◆ **Data to examine**:
◇ ◇ ◇ ◇ ◇
//! DIMSE status mapping
//!
//! Translates low-level outcomes into the uniform [`ServiceResult`] handed
//! back by every workflow.
//!
//! # Status Code Mapping
//!
//! DIMSE status codes follow these conventions (PS3.7 Annex C):
//! - `0x0000`: Success
//! - `0x0001`, `0x0107`, `0x0116`, `0xB000-0xBFFF`: Warning
//! - `0xA700-0xA7FF`: Refused, out of resources
//! - `0xA900-0xA9FF`: Dataset does not match SOP Class
//! - `0xC000-0xCFFF`: Cannot understand
//! - `0xFE00`: Cancel
//! - `0xFF00`, `0xFF01`: Pending (C-FIND, C-MOVE)
//!
//! # Usage
//!
//! ```
//! use dimse::status;
//! use dimse::types::ServiceStatus;
//!
//! let result = status::from_protocol_status(0xA000);
//! assert_eq!(result.status, ServiceStatus::Error);
//! assert!(result.message.contains("a000"));
//! ```

use crate::error::DimseError;
use crate::types::{DimseStatus, ServiceResult, ServiceStatus};

/// Map a low-level outcome to a result.
///
/// Success yields `Ok` with an empty message. Failure yields
/// `"<operation> failed: <cause>"`, with status `Timeout` when the cause is
/// an exhausted deadline and `Error` otherwise.
pub fn to_result<T>(outcome: &Result<T, DimseError>, operation: &str) -> ServiceResult {
    match outcome {
        Ok(_) => ServiceResult::ok("", 0),
        Err(err) => error_result(err, operation),
    }
}

/// Map a failure to a result, see [`to_result`].
pub fn error_result(err: &DimseError, operation: &str) -> ServiceResult {
    let status = if err.is_timeout() {
        ServiceStatus::Timeout
    } else {
        ServiceStatus::Error
    };
    ServiceResult::new(status, format!("{} failed: {}", operation, err), 0)
}

/// Map a raw DIMSE status code to a result.
///
/// Only `0x0000` is `Ok`; everything else is an `Error` carrying the code.
pub fn from_protocol_status(code: u16) -> ServiceResult {
    if code == 0 {
        ServiceResult::ok("", 0)
    } else {
        ServiceResult::new(
            ServiceStatus::Error,
            format!("DIMSE status 0x{:04x}", code),
            code,
        )
    }
}

/// Check if a status indicates success (including warnings)
pub fn is_successful_status(status: &DimseStatus) -> bool {
    matches!(status, DimseStatus::Success | DimseStatus::Warning(_))
}

#[cfg(test)]
mod tests {
    use super::*;

    #[test]
    fn test_ok_outcome_has_empty_message() {
        let outcome: Result<(), DimseError> = Ok(());
        let result = to_result(&outcome, "Association");
        assert_eq!(result.status, ServiceStatus::Ok);
        assert!(result.message.is_empty());
        assert_eq!(result.protocol_status, 0);
    }

    #[test]
    fn test_error_outcome_names_operation() {
        let outcome: Result<(), DimseError> = Err(DimseError::PresentationContextRejected);
        let result = to_result(&outcome, "Association");
        assert_eq!(result.status, ServiceStatus::Error);
        assert_eq!(result.message, "Association failed: Presentation context rejected");
    }

    #[test]
    fn test_timeout_outcome() {
        let outcome: Result<(), DimseError> = Err(DimseError::Timeout("no answer".into()));
        let result = to_result(&outcome, "C-FIND");
        assert_eq!(result.status, ServiceStatus::Timeout);
        assert!(result.message.starts_with("C-FIND failed: "));
    }

    #[test]
    fn test_protocol_status_success() {
        let result = from_protocol_status(0);
        assert!(result.is_ok());
        assert_eq!(result.protocol_status, 0);
    }

    #[test]
    fn test_protocol_status_failure_is_hex() {
        let result = from_protocol_status(0xA000);
        assert_eq!(result.status, ServiceStatus::Error);
        assert_eq!(result.protocol_status, 0xA000);
        assert!(result.message.contains("0xa000"));

        let result = from_protocol_status(0x0110);
        assert!(result.message.contains("0x0110"));
    }

    #[test]
    fn test_is_successful_status() {
        assert!(is_successful_status(&DimseStatus::Success));
        assert!(is_successful_status(&DimseStatus::Warning(0xB000)));
        assert!(!is_successful_status(&DimseStatus::Failure(0x0110)));
        assert!(!is_successful_status(&DimseStatus::Pending));
    }
}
◇ ◇ ◇ ◇ ◇
◆ **Activity**: Filter the listing above for lines with the word "crate", and copy each one you find.

◆ **Expected output**:
use crate::error::DimseError;
use crate::types::{DimseStatus, ServiceResult, ServiceStatus};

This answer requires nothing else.